According to what he calls the Jim Wilson 90/10 rule, Squinto previously told Endpoints News, AAV vectors can cover and transduce 90% of motor neuron cells but only 10% to 15% of other brain cells — making it difficult to go after indications where broad transduction is needed. But it can still prove useful in disorders that result from mutations in enzymes that can be taken up by neighboring cells once secreted normally.
A close pact with Penn’s Gene Therapy Program and Orphan Disease Center gave Passage rights to five programs right out of the gate, with options to license seven more.
“It’s a very aggressive clinical development strategy across a multitude of programs,” Squinto said as he closed a $110 million Series B in September. “We’re not gonna rely on any one program to drive the value of Passage, we’re gonna rely on what is a very very full pipeline of opportunities.”

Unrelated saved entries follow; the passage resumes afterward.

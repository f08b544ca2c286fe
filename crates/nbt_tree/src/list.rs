//! Homogeneous lists of NBT values.

use std::fmt;
use std::hash::{Hash, Hasher};
use std::sync::Arc;

use crate::tag::Tag;
use crate::{ByteArray, Compound, Error, IntArray, LongArray, Result, Value};

/// An ordered sequence of values which all have the same [`Tag`].
///
/// Every list carries a declared element type. An empty list may declare
/// [`Tag::End`], meaning "not yet decided"; the first pushed value then fixes
/// the element type. Values of any other type are rejected with
/// [`Error::TypeMismatch`].
///
/// Lists are immutable. Updating methods return a new list that shares
/// unchanged elements with the original.
#[derive(Clone, Default)]
pub struct List {
    element_type: Tag,
    elements: Arc<Vec<Value>>,
}

impl List {
    /// Creates an empty list whose element type is not yet fixed.
    pub fn new() -> Self {
        Self::default()
    }

    /// Creates an empty list that only accepts values of type `element_type`.
    pub fn of_type(element_type: Tag) -> Self {
        Self {
            element_type,
            elements: Arc::default(),
        }
    }

    /// Builds a list from `values`, failing if they don't all share one type.
    pub fn try_from_values<I>(values: I) -> Result<Self>
    where
        I: IntoIterator,
        I::Item: Into<Value>,
    {
        let mut element_type = Tag::End;
        let mut elements = vec![];

        for value in values {
            let value = value.into();
            element_type = check_element(element_type, &value)?;
            elements.push(value);
        }

        Ok(Self {
            element_type,
            elements: Arc::new(elements),
        })
    }

    /// Builds a list from parts already known to be homogeneous.
    pub(crate) fn from_parts(element_type: Tag, elements: Vec<Value>) -> Self {
        debug_assert!(elements.iter().all(|v| v.tag() == element_type));

        Self {
            element_type,
            elements: Arc::new(elements),
        }
    }

    /// The declared type of the elements in this list.
    pub fn element_type(&self) -> Tag {
        self.element_type
    }

    pub fn len(&self) -> usize {
        self.elements.len()
    }

    pub fn is_empty(&self) -> bool {
        self.elements.is_empty()
    }

    pub fn get(&self, index: usize) -> Option<&Value> {
        self.elements.get(index)
    }

    pub fn iter(&self) -> std::slice::Iter<'_, Value> {
        self.elements.iter()
    }

    pub fn as_slice(&self) -> &[Value] {
        &self.elements
    }

    /// Returns a new list with `value` appended.
    pub fn pushed<V: Into<Value>>(&self, value: V) -> Result<Self> {
        self.inserted(self.len(), value)
    }

    /// Returns a new list with `value` inserted at `index`.
    ///
    /// Fails if `index > len` or if the value has the wrong type.
    pub fn inserted<V: Into<Value>>(&self, index: usize, value: V) -> Result<Self> {
        let value = value.into();
        let element_type = check_element(self.element_type, &value)?;

        if index > self.len() {
            return Err(Error::IndexOutOfBounds {
                index,
                len: self.len(),
            });
        }

        let mut elements = Vec::with_capacity(self.len() + 1);
        elements.extend_from_slice(&self.elements[..index]);
        elements.push(value);
        elements.extend_from_slice(&self.elements[index..]);

        Ok(Self {
            element_type,
            elements: Arc::new(elements),
        })
    }

    /// Returns a new list with the element at `index` replaced by `value`.
    pub fn replaced<V: Into<Value>>(&self, index: usize, value: V) -> Result<Self> {
        let value = value.into();
        let element_type = check_element(self.element_type, &value)?;

        if index >= self.len() {
            return Err(Error::IndexOutOfBounds {
                index,
                len: self.len(),
            });
        }

        let mut next = self.clone();
        next.element_type = element_type;
        Arc::make_mut(&mut next.elements)[index] = value;

        Ok(next)
    }

    /// Returns a new list with the element at `index` removed. The declared
    /// element type is kept even if the list becomes empty.
    pub fn removed(&self, index: usize) -> Result<Self> {
        if index >= self.len() {
            return Err(Error::IndexOutOfBounds {
                index,
                len: self.len(),
            });
        }

        let mut next = self.clone();
        Arc::make_mut(&mut next.elements).remove(index);

        Ok(next)
    }
}

/// Checks that `value` may be stored in a list of `element_type` and returns
/// the (possibly newly fixed) element type.
fn check_element(element_type: Tag, value: &Value) -> Result<Tag> {
    let tag = value.tag();

    if tag == Tag::End {
        return Err(Error::mismatch(element_type, Tag::End));
    }

    if element_type == Tag::End || element_type == tag {
        Ok(tag)
    } else {
        Err(Error::mismatch(element_type, tag))
    }
}

macro_rules! typed_getters {
    ($($name:ident: $as:ident => $ty:ty, $take:ident;)*) => {
        impl List {
            $(
                /// Returns the element at `index` if it exists and has the
                /// matching type.
                pub fn $name(&self, index: usize) -> Option<$ty> {
                    self.get(index).and_then(Value::$as).$take()
                }
            )*
        }
    };
}

typed_getters! {
    get_byte: as_byte => i8, copied;
    get_short: as_short => i16, copied;
    get_int: as_int => i32, copied;
    get_long: as_long => i64, copied;
    get_float: as_float => f32, copied;
    get_double: as_double => f64, copied;
    get_byte_array: as_byte_array => ByteArray, cloned;
    get_string: as_string => String, cloned;
    get_list: as_list => List, cloned;
    get_compound: as_compound => Compound, cloned;
    get_int_array: as_int_array => IntArray, cloned;
    get_long_array: as_long_array => LongArray, cloned;
}

/// Two lists are equal when they have equal elements. Empty lists are equal
/// only if they also declare the same element type.
impl PartialEq for List {
    fn eq(&self, other: &Self) -> bool {
        self.element_type == other.element_type && self.elements == other.elements
    }
}

impl Eq for List {}

impl Hash for List {
    fn hash<H: Hasher>(&self, state: &mut H) {
        self.element_type.hash(state);
        self.elements.hash(state);
    }
}

impl fmt::Debug for List {
    fn fmt(&self, f: &mut fmt::Formatter<'_>) -> fmt::Result {
        write!(f, "List<{}>", self.element_type)?;
        f.debug_list().entries(self.elements.iter()).finish()
    }
}

impl<'a> IntoIterator for &'a List {
    type Item = &'a Value;
    type IntoIter = std::slice::Iter<'a, Value>;

    fn into_iter(self) -> Self::IntoIter {
        self.elements.iter()
    }
}

macro_rules! impl_from_vec {
    ($($ty:ty => $tag:ident),* $(,)?) => {
        $(
            impl From<Vec<$ty>> for List {
                fn from(v: Vec<$ty>) -> Self {
                    Self::from_parts(Tag::$tag, v.into_iter().map(Value::from).collect())
                }
            }
        )*
    };
}

// Homogeneous by construction.
impl_from_vec! {
    i8 => Byte,
    i16 => Short,
    i32 => Int,
    i64 => Long,
    f32 => Float,
    f64 => Double,
    ByteArray => ByteArray,
    String => String,
    List => List,
    Compound => Compound,
    IntArray => IntArray,
    LongArray => LongArray,
}

#[cfg(test)]
mod tests {
    use super::*;

    #[test]
    fn first_push_fixes_type() {
        let empty = List::new();
        assert_eq!(empty.element_type(), Tag::End);

        let ints = empty.pushed(1_i32).unwrap();
        assert_eq!(ints.element_type(), Tag::Int);
        assert_eq!(empty.element_type(), Tag::End);
        assert!(empty.is_empty());
    }

    #[test]
    fn mismatched_push_fails_without_change() {
        let list = List::new().pushed(5_i32).unwrap();
        let err = list.pushed("five").unwrap_err();

        assert!(matches!(
            err,
            Error::TypeMismatch {
                expected: Tag::Int,
                found: Tag::String
            }
        ));
        assert_eq!(list.len(), 1);
        assert_eq!(list.get_int(0), Some(5));
    }

    #[test]
    fn typed_empty_list_rejects_other_types() {
        let list = List::of_type(Tag::String);
        assert!(list.pushed(1_i8).is_err());
        assert_eq!(list.pushed("ok").unwrap().get_string(0).as_deref(), Some("ok"));
    }

    #[test]
    fn end_values_are_rejected() {
        assert!(List::new().pushed(Value::End).is_err());
    }

    #[test]
    fn updates_share_unmodified_elements() {
        let list = List::from(vec![1_i64, 2, 3]);

        let inserted = list.inserted(0, 0_i64).unwrap();
        assert_eq!(inserted.get_long(0), Some(0));
        assert_eq!(inserted.len(), 4);

        let replaced = list.replaced(2, 30_i64).unwrap();
        assert_eq!(replaced.get_long(2), Some(30));

        let removed = list.removed(1).unwrap();
        assert_eq!(removed.as_slice(), &[Value::Long(1), Value::Long(3)]);

        assert_eq!(list.as_slice(), &[Value::Long(1), Value::Long(2), Value::Long(3)]);
        assert!(list.replaced(0, 1_i32).is_err());
        assert!(matches!(
            list.removed(3),
            Err(Error::IndexOutOfBounds { index: 3, len: 3 })
        ));
    }

    #[test]
    fn removing_last_keeps_type() {
        let list = List::from(vec![1_i8]).removed(0).unwrap();
        assert!(list.is_empty());
        assert_eq!(list.element_type(), Tag::Byte);
    }

    #[test]
    fn try_from_values() {
        let list = List::try_from_values(["a", "b"]).unwrap();
        assert_eq!(list.element_type(), Tag::String);

        let err = List::try_from_values([Value::Int(1), Value::Short(2)]).unwrap_err();
        assert!(matches!(err, Error::TypeMismatch { .. }));
    }

    #[test]
    fn typed_getters_are_lenient() {
        let list = List::from(vec![1_i32]);
        assert_eq!(list.get_int(0), Some(1));
        assert_eq!(list.get_long(0), None);
        assert_eq!(list.get_int(1), None);
    }
}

Goldsmith will now lead a team of about 25 to build on preclinical and IND-enabling data from Wilson’s lab — a company growing exercise he honed as COO of Lycera. There, he was also credited for a number of business development initiatives.
The transition into the clinic would also mean moving production from early facilities at Penn to Paragon’s GMP sites, and eventually to a customized suite slated for completion in the third quarter of this year.
Squinto, a rare disease expert who devoted much of his career to Alexion, will continue to help oversee all of that as a board director.